Ricky, who unlike everyone else, was entirely sober, had had an agonizing twenty-four hours worrying about Dommie. The thought of Drew in Rutshire cooling his heels, and no doubt warming his hands on Daisy’s welcoming body, did nothing to improve his temper. ‘I’m captaining this team, Hughie, so bugger off.’

‘You really prefer a slip of a girl to a fit very experienced nine-goal man?’

‘Yes,’ said Rupert evenly. ‘I’ve always been heterosexual.’

‘What, what! Don’t be flippant,’ exploded Hughie. ‘You can’t put in a girl against those thugs.’

‘Those thugs might back off a little because she is a girl,’ went on Rupert reasonably. ‘Now, really do bugger off, Hughie, and play Scrabble or have a hot tub with Mrs Hughie, I bet they didn’t have those in Singapore.’

Rupert, in fact, was reeling with relief. Assured of a third match, Venturer were likely to make a killing. The British and American sponsors were delighted Perdita was going to play. Such a beautiful, tempestuous, controversial figure would certainly pull in the crowds.

Next day Rupert flew to New York and, after five hours closeted with chief executives and vice presidents, managed to persuade NBS to cancel coverage of an ice hockey match and to transmit the match live instead of recording it for a later date.
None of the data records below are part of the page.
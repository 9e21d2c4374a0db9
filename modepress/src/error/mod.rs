use thiserror::Error;

pub mod context;

pub type Result<T> = std::result::Result<T, Error>;

// Re-export context helpers
pub use context::{ErrorChain, ErrorContext, OptionExt};

/// Main error type for the Modepress model layer
#[derive(Error, Debug)]
pub enum Error {
    #[error("Validation error on '{field}': {reason}")]
    Validation { field: String, reason: String },

    #[error("{0} is required")]
    RequiredField(String),

    #[error("{} must be unique", .fields.join(", "))]
    UniquenessConflict { fields: Vec<String> },

    #[error(
        "'{field}' references {} in '{collection}' which could not be found",
        .missing.join(", ")
    )]
    ReferenceIntegrity {
        field: String,
        collection: String,
        missing: Vec<String>,
    },

    #[error("{} validation errors: {}", .0.len(), join_errors(.0))]
    ValidationFailures(Vec<Error>),

    #[error("Could not find any records in '{collection}' matching the selector")]
    NotFound { collection: String },

    #[error("Model '{0}' has not been initialized")]
    NotInitialized(String),

    #[error("Model not found: {0}")]
    ModelNotFound(String),

    #[error("Registry error: {0}")]
    Registry(String),

    #[error("Schema error: {0}")]
    Schema(String),

    #[error("Invalid input: {0}")]
    InvalidInput(String),

    #[error("Invalid options: {0}")]
    InvalidOptions(String),

    #[error("Database query error: {0}")]
    DatabaseQuery(String),

    #[error("JSON error: {0}")]
    Json(#[from] serde_json::Error),

    #[error("Configuration error: {0}")]
    Config(String),

    #[error("Internal error: {0}")]
    Internal(String),

    // Error with context chain
    #[error("{message}")]
    WithContext {
        message: String,
        #[source]
        source: Box<Error>,
    },
}

fn join_errors(errors: &[Error]) -> String {
    errors
        .iter()
        .map(|e| e.to_string())
        .collect::<Vec<_>>()
        .join("; ")
}

impl Error {
    pub fn validation(field: impl Into<String>, reason: impl Into<String>) -> Self {
        Self::Validation {
            field: field.into(),
            reason: reason.into(),
        }
    }

    pub fn schema(msg: impl Into<String>) -> Self {
        Self::Schema(msg.into())
    }

    pub fn invalid_input(msg: impl Into<String>) -> Self {
        Self::InvalidInput(msg.into())
    }

    pub fn invalid_options(msg: impl Into<String>) -> Self {
        Self::InvalidOptions(msg.into())
    }

    pub fn database_query(msg: impl Into<String>) -> Self {
        Self::DatabaseQuery(msg.into())
    }

    pub fn config(msg: impl Into<String>) -> Self {
        Self::Config(msg.into())
    }

    pub fn internal(msg: impl Into<String>) -> Self {
        Self::Internal(msg.into())
    }

    pub fn not_found(collection: impl Into<String>) -> Self {
        Self::NotFound {
            collection: collection.into(),
        }
    }

    // Add context to an error
    pub fn with_context(self, context: impl Into<String>) -> Self {
        Self::WithContext {
            message: context.into(),
            source: Box::new(self),
        }
    }

    /// Whether the error was caused by the data a caller supplied rather
    /// than by the store or the model setup
    pub fn is_validation(&self) -> bool {
        match self {
            Error::Validation { .. }
            | Error::RequiredField(_)
            | Error::UniquenessConflict { .. }
            | Error::ReferenceIntegrity { .. }
            | Error::ValidationFailures(_)
            | Error::InvalidInput(_) => true,
            Error::WithContext { source, .. } => source.is_validation(),
            _ => false,
        }
    }

    /// Get a stable error code for controllers to map onto their responses
    pub fn error_code(&self) -> &'static str {
        match self {
            Error::Validation { .. } => "E_VALIDATION",
            Error::RequiredField(_) => "E_REQUIRED",
            Error::UniquenessConflict { .. } => "E_NOT_UNIQUE",
            Error::ReferenceIntegrity { .. } => "E_REFERENCE",
            Error::ValidationFailures(_) => "E_VALIDATION",
            Error::NotFound { .. } => "E_NOT_FOUND",
            Error::NotInitialized(_) => "E_NOT_INITIALIZED",
            Error::ModelNotFound(_) => "E_MODEL_NOT_FOUND",
            Error::Registry(_) => "E_REGISTRY",
            Error::Schema(_) => "E_SCHEMA",
            Error::InvalidInput(_) => "E_INVALID_INPUT",
            Error::InvalidOptions(_) => "E_INVALID_OPTIONS",
            Error::DatabaseQuery(_) => "E_DB_QUERY",
            Error::Json(_) => "E_JSON",
            Error::Config(_) => "E_CONFIG",
            Error::Internal(_) => "E_INTERNAL",
            Error::WithContext { source, .. } => source.error_code(),
        }
    }
}
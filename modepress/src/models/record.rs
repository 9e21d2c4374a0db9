//! A schema clone bound to a stored document

use crate::database::{Document, ID_FIELD};
use crate::error::{OptionExt, Result};
use crate::models::ModelRegistry;
use crate::schema::{JsonOptions, Schema};
use serde::de::DeserializeOwned;
use serde::{Deserialize, Serialize};
use serde_json::Value;
use uuid::Uuid;

pub const REQUIRED_DEPENDENCIES: &str = "_requiredDependencies";
pub const OPTIONAL_DEPENDENCIES: &str = "_optionalDependencies";

/// Which bookkeeping list a back-reference lives in
#[derive(Debug, Clone, Copy, PartialEq, Eq, Hash, Serialize, Deserialize)]
#[serde(rename_all = "lowercase")]
pub enum DependencyKind {
    /// The dependent is deleted along with its target
    Required,
    /// The dependent is detached when its target goes away
    Optional,
}

impl DependencyKind {
    pub fn field(&self) -> &'static str {
        match self {
            DependencyKind::Required => REQUIRED_DEPENDENCIES,
            DependencyKind::Optional => OPTIONAL_DEPENDENCIES,
        }
    }
}

/// A back-reference: record `id` of `collection` points here through `property_name`
#[derive(Debug, Clone, PartialEq, Eq, Hash, Serialize, Deserialize)]
pub struct Dependency {
    #[serde(rename = "_id")]
    pub id: Uuid,
    pub collection: String,
    #[serde(rename = "propertyName")]
    pub property_name: String,
}

impl Dependency {
    pub fn new(id: Uuid, collection: impl Into<String>, property_name: impl Into<String>) -> Self {
        Self {
            id,
            collection: collection.into(),
            property_name: property_name.into(),
        }
    }

    pub fn to_value(&self) -> Value {
        serde_json::json!({
            "_id": self.id.to_string(),
            "collection": self.collection,
            "propertyName": self.property_name,
        })
    }
}

#[derive(Debug, Clone, Default, PartialEq)]
pub struct Dependencies {
    pub required: Vec<Dependency>,
    pub optional: Vec<Dependency>,
}

impl Dependencies {
    fn read(document: &Document, kind: DependencyKind) -> Result<Vec<Dependency>> {
        match document.get(kind.field()) {
            None | Some(Value::Null) => Ok(Vec::new()),
            Some(value) => Ok(serde_json::from_value(value.clone())?),
        }
    }

    pub fn from_document(document: &Document) -> Result<Self> {
        Ok(Self {
            required: Self::read(document, DependencyKind::Required)?,
            optional: Self::read(document, DependencyKind::Optional)?,
        })
    }

    pub fn is_empty(&self) -> bool {
        self.required.is_empty() && self.optional.is_empty()
    }
}

/// One record read from or written to a model's collection
#[derive(Debug, Clone)]
pub struct Record {
    pub id: Uuid,
    /// Name of the model the record belongs to
    pub collection: String,
    pub schema: Schema,
    pub dependencies: Dependencies,
}

impl Record {
    /// Build a record from a stored document and a fresh template clone
    pub fn from_document(
        collection: &str,
        mut schema: Schema,
        document: &Document,
    ) -> Result<Self> {
        let id = document
            .get(ID_FIELD)
            .and_then(Value::as_str)
            .and_then(|raw| Uuid::parse_str(raw).ok())
            .with_context(|| {
                format!("Document in '{}' has no valid '{}'", collection, ID_FIELD)
            })?;

        schema.deserialize(document)?;
        Ok(Self {
            id,
            collection: collection.to_string(),
            schema,
            dependencies: Dependencies::from_document(document)?,
        })
    }

    /// Client projection of the record
    pub async fn get_as_json(
        &self,
        options: &JsonOptions,
        registry: &ModelRegistry,
    ) -> Result<Value> {
        self.schema
            .get_as_json(self.id, &self.collection, options, registry)
            .await
    }

    /// Client projection deserialized into a typed view
    pub async fn download_as<T: DeserializeOwned>(
        &self,
        options: &JsonOptions,
        registry: &ModelRegistry,
    ) -> Result<T> {
        let json = self.get_as_json(options, registry).await?;
        Ok(serde_json::from_value(json)?)
    }
}
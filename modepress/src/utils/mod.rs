pub mod object;
use crate::error::Error;

/// Per-item outcomes of a bulk operation
///
/// Bulk work is not transactional: items that succeeded stay committed
/// even when others failed.
#[derive(Debug)]
pub struct BatchResult<T> {
    pub outcomes: Vec<Result<T, Error>>,
}

impl<T> Default for BatchResult<T> {
    fn default() -> Self {
        Self {
            outcomes: Vec::new(),
        }
    }
}

impl<T> From<Vec<Result<T, Error>>> for BatchResult<T> {
    fn from(outcomes: Vec<Result<T, Error>>) -> Self {
        Self { outcomes }
    }
}

impl<T> BatchResult<T> {
    pub fn succeeded(&self) -> impl Iterator<Item = &T> {
        self.outcomes.iter().filter_map(|o| o.as_ref().ok())
    }

    pub fn failures(&self) -> impl Iterator<Item = &Error> {
        self.outcomes.iter().filter_map(|o| o.as_ref().err())
    }

    pub fn success_count(&self) -> usize {
        self.succeeded().count()
    }

    pub fn failure_count(&self) -> usize {
        self.failures().count()
    }

    /// Every item succeeded (trivially true for an empty batch)
    pub fn is_complete(&self) -> bool {
        self.outcomes.iter().all(Result::is_ok)
    }

    pub fn len(&self) -> usize {
        self.outcomes.len()
    }

    pub fn is_empty(&self) -> bool {
        self.outcomes.is_empty()
    }

    /// Successful values, or the first failure
    pub fn into_result(self) -> Result<Vec<T>, Error> {
        self.outcomes.into_iter().collect()
    }
}

#[cfg(test)]
mod tests {
    use super::*;

    #[test]
    fn test_partial_batch() {
        let batch: BatchResult<u32> = vec![Ok(1), Err(Error::internal("boom")), Ok(3)].into();
        assert_eq!(batch.success_count(), 2);
        assert_eq!(batch.failure_count(), 1);
        assert!(!batch.is_complete());
        assert_eq!(batch.succeeded().copied().collect::<Vec<_>>(), vec![1, 3]);
        assert!(batch.into_result().is_err());
    }

    #[test]
    fn test_empty_batch_is_complete() {
        let batch = BatchResult::<u32>::default();
        assert!(batch.is_complete());
        assert!(batch.is_empty());
        assert_eq!(batch.into_result().unwrap(), Vec::<u32>::new());
    }
}
//! LedgerWatch TUI - terminal dashboard for the tokenized-company
//! marketplace: browse opportunities, register a company, track shareholder
//! funding, inspect AMM pools, and run the demo trading view.

mod app;
mod market;
mod pages;
mod widgets;

#[cfg(test)]
mod tests;

use app::App;
use ledgerwatch_core::config::Config;

#[tokio::main]
async fn main() -> anyhow::Result<()> {
    let config = Config::load_or_default();
    let mut terminal = ratatui::init();

    let mut app = App::new(config);
    let app_result = app.run(&mut terminal).await;

    ratatui::restore();
    app_result
}
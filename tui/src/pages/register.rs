//! Company registration form.
//!
//! Client-side validation mirrors what the backend enforces so most errors
//! surface before the request goes out: required fields, positive numbers,
//! plausible wallet addresses and the shareholder-plus-liquidity percent
//! total landing on 100.

use ledgerwatch_core::model::{RegisterCompany, ShareholderInput};
use ratatui::layout::{Constraint, Layout, Rect};
use ratatui::style::{Color, Style, Stylize};
use ratatui::text::{Line, Span};
use ratatui::widgets::Paragraph;
use ratatui::Frame;

use crate::widgets;

#[derive(Debug, Clone, Copy, PartialEq, Eq)]
pub enum Focus {
    Name,
    Symbol,
    Supply,
    Valuation,
    Liquidity,
    ShareholderWallet(usize),
    ShareholderPercent(usize),
}

#[derive(Debug, Clone, Default)]
pub struct ShareholderRow {
    pub wallet: String,
    pub percent: String,
}

pub struct RegisterPage {
    pub name: String,
    pub symbol: String,
    pub supply: String,
    pub valuation: String,
    pub liquidity: String,
    pub shareholders: Vec<ShareholderRow>,
    pub focus: Focus,
    pub uploading: bool,
    pub document_uploaded: bool,
    pub submitting: bool,
}

impl Default for RegisterPage {
    fn default() -> Self {
        Self {
            name: String::new(),
            symbol: String::new(),
            supply: String::new(),
            valuation: String::new(),
            liquidity: String::new(),
            shareholders: vec![ShareholderRow::default()],
            focus: Focus::Name,
            uploading: false,
            document_uploaded: false,
            submitting: false,
        }
    }
}

impl RegisterPage {
    pub fn add_shareholder(&mut self) {
        self.shareholders.push(ShareholderRow::default());
        self.focus = Focus::ShareholderWallet(self.shareholders.len() - 1);
    }

    /// Remove the focused row; the form always keeps at least one.
    pub fn remove_shareholder(&mut self) {
        if self.shareholders.len() <= 1 {
            return;
        }
        let index = match self.focus {
            Focus::ShareholderWallet(i) | Focus::ShareholderPercent(i) => i,
            _ => self.shareholders.len() - 1,
        };
        self.shareholders.remove(index.min(self.shareholders.len() - 1));
        self.focus = Focus::ShareholderWallet(index.min(self.shareholders.len() - 1));
    }

    fn focus_order(&self) -> Vec<Focus> {
        let mut order = vec![
            Focus::Name,
            Focus::Symbol,
            Focus::Supply,
            Focus::Valuation,
            Focus::Liquidity,
        ];
        for i in 0..self.shareholders.len() {
            order.push(Focus::ShareholderWallet(i));
            order.push(Focus::ShareholderPercent(i));
        }
        order
    }

    pub fn focus_next(&mut self) {
        let order = self.focus_order();
        let at = order.iter().position(|f| *f == self.focus).unwrap_or(0);
        self.focus = order[(at + 1) % order.len()];
    }

    pub fn focus_prev(&mut self) {
        let order = self.focus_order();
        let at = order.iter().position(|f| *f == self.focus).unwrap_or(0);
        self.focus = order[(at + order.len() - 1) % order.len()];
    }

    fn field_mut(&mut self) -> Option<&mut String> {
        match self.focus {
            Focus::Name => Some(&mut self.name),
            Focus::Symbol => Some(&mut self.symbol),
            Focus::Supply => Some(&mut self.supply),
            Focus::Valuation => Some(&mut self.valuation),
            Focus::Liquidity => Some(&mut self.liquidity),
            Focus::ShareholderWallet(i) => self.shareholders.get_mut(i).map(|r| &mut r.wallet),
            Focus::ShareholderPercent(i) => self.shareholders.get_mut(i).map(|r| &mut r.percent),
        }
    }

    pub fn insert(&mut self, c: char) {
        if c.is_control() {
            return;
        }
        if let Some(field) = self.field_mut() {
            field.push(c);
        }
    }

    pub fn backspace(&mut self) {
        if let Some(field) = self.field_mut() {
            field.pop();
        }
    }

    /// Running percent total shown live while the form is edited.
    pub fn total_percent(&self) -> f64 {
        let liquidity = self.liquidity.trim().parse::<f64>().unwrap_or(0.0);
        self.shareholders
            .iter()
            .map(|row| row.percent.trim().parse::<f64>().unwrap_or(0.0))
            .sum::<f64>()
            + liquidity
    }

    pub fn validate(&self) -> Result<RegisterCompany, String> {
        let name = self.name.trim();
        let symbol = self.symbol.trim().to_uppercase();
        if name.is_empty() || symbol.is_empty() {
            return Err("Company name and symbol are required".to_string());
        }
        if symbol.len() > 10 {
            return Err("Symbol must be 10 characters or fewer".to_string());
        }
        let total_supply = parse_positive(&self.supply, "Token supply")?;
        let total_valuation_usd = parse_positive(&self.valuation, "Valuation")?;
        let liquidity_percent = parse_positive(&self.liquidity, "Liquidity percent")?;

        let mut shareholders = Vec::with_capacity(self.shareholders.len());
        for (i, row) in self.shareholders.iter().enumerate() {
            let wallet = row.wallet.trim();
            if wallet.is_empty() && row.percent.trim().is_empty() {
                continue;
            }
            if wallet.len() < 20 {
                return Err(format!("Shareholder {} wallet address looks invalid", i + 1));
            }
            let percent = parse_positive(&row.percent, "Shareholder percent")?;
            shareholders.push(ShareholderInput {
                wallet_address: wallet.to_string(),
                percent,
            });
        }
        if shareholders.is_empty() {
            return Err("At least one shareholder is required".to_string());
        }

        let request = RegisterCompany {
            name: name.to_string(),
            symbol,
            total_supply,
            total_valuation_usd,
            liquidity_percent,
            shareholders,
        };
        let total = request.total_percent();
        if (total - 100.0).abs() > 0.01 {
            return Err(format!(
                "Shareholder + liquidity percents must total 100 (currently {total:.2})"
            ));
        }
        Ok(request)
    }

    pub fn render(&self, frame: &mut Frame, area: Rect) {
        let block = widgets::card("Register Company");
        let inner = block.inner(area);
        frame.render_widget(block, area);

        let shareholder_height = self.shareholders.len() as u16 + 1;
        let [fields, holders, footer] = Layout::vertical([
            Constraint::Length(6),
            Constraint::Length(shareholder_height.min(inner.height.saturating_sub(9))),
            Constraint::Length(3),
        ])
        .areas(inner);

        let lines = vec![
            self.field_line("Company name", &self.name, Focus::Name),
            self.field_line("Symbol", &self.symbol, Focus::Symbol),
            self.field_line("Token supply", &self.supply, Focus::Supply),
            self.field_line("Valuation USD", &self.valuation, Focus::Valuation),
            self.field_line("Liquidity %", &self.liquidity, Focus::Liquidity),
            Line::from("Shareholders").bold(),
        ];
        frame.render_widget(Paragraph::new(lines), fields);

        let rows: Vec<Line> = self
            .shareholders
            .iter()
            .enumerate()
            .map(|(i, row)| {
                Line::from(vec![
                    Span::raw(format!("  {}. wallet ", i + 1)),
                    self.value_span(&row.wallet, Focus::ShareholderWallet(i)),
                    Span::raw("  percent "),
                    self.value_span(&row.percent, Focus::ShareholderPercent(i)),
                ])
            })
            .collect();
        frame.render_widget(Paragraph::new(rows), holders);

        let total = self.total_percent();
        let total_style = if (total - 100.0).abs() <= 0.01 {
            Style::new().fg(Color::Green)
        } else {
            Style::new().fg(Color::Yellow)
        };
        let document = if self.document_uploaded {
            Span::styled("document uploaded", Style::new().fg(Color::Green))
        } else if self.uploading {
            Span::styled("uploading document...", Style::new().fg(Color::Yellow))
        } else {
            Span::styled("document required (ctrl-u to upload)", Style::new().fg(Color::Red))
        };
        let footer_lines = vec![
            Line::from(vec![
                Span::raw("Total allocation (shareholders + liquidity): "),
                Span::styled(format!("{total:.2}%"), total_style),
            ]),
            Line::from(document),
            Line::from(if self.submitting {
                "Submitting registration..."
            } else {
                "ctrl-s submit   ctrl-n add shareholder   ctrl-d remove   esc cancel"
            })
            .dim(),
        ];
        frame.render_widget(Paragraph::new(footer_lines), footer);
    }

    fn field_line(&self, label: &str, value: &str, focus: Focus) -> Line<'static> {
        Line::from(vec![
            Span::raw(format!("{label:<15}")),
            self.value_span(value, focus),
        ])
    }

    fn value_span(&self, value: &str, focus: Focus) -> Span<'static> {
        if self.focus == focus {
            Span::styled(format!("{value}_"), Style::new().fg(Color::Yellow))
        } else if value.is_empty() {
            Span::styled("(empty)".to_string(), Style::new().dim())
        } else {
            Span::raw(value.to_string())
        }
    }
}

fn parse_positive(input: &str, label: &str) -> Result<f64, String> {
    match input.trim().parse::<f64>() {
        Ok(value) if value > 0.0 => Ok(value),
        Ok(_) => Err(format!("{label} must be greater than zero")),
        Err(_) => Err(format!("{label} must be a number")),
    }
}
In England people could watch it if they got up at four o’clock in the morning or see an edited version the following evening. Rupert was considerably aided by the press who pointed out the piquancy of Perdita having to play against her ex-lover and who all showed close-ups of her crying in the stands as she watched the match.

Still in love’ wrote The Scorpion in delight. ‘Rupert’s wife comforts grief-stricken Perdita as she sobs for Red the Rat.’

Bart, on the other hand, was in a towering rage that the Americans had lost the second match. Always on the hunt for a scapegoat, he blamed it entirely on Luke for not riding Dommie off. Red went even further. The morning after the match he rang Brad Dillon, the American team manager.

‘Can I speak to you in utter confidence?’

‘I guess so.’

‘My brother Luke’s been crazy about Perdita Macleod for years.’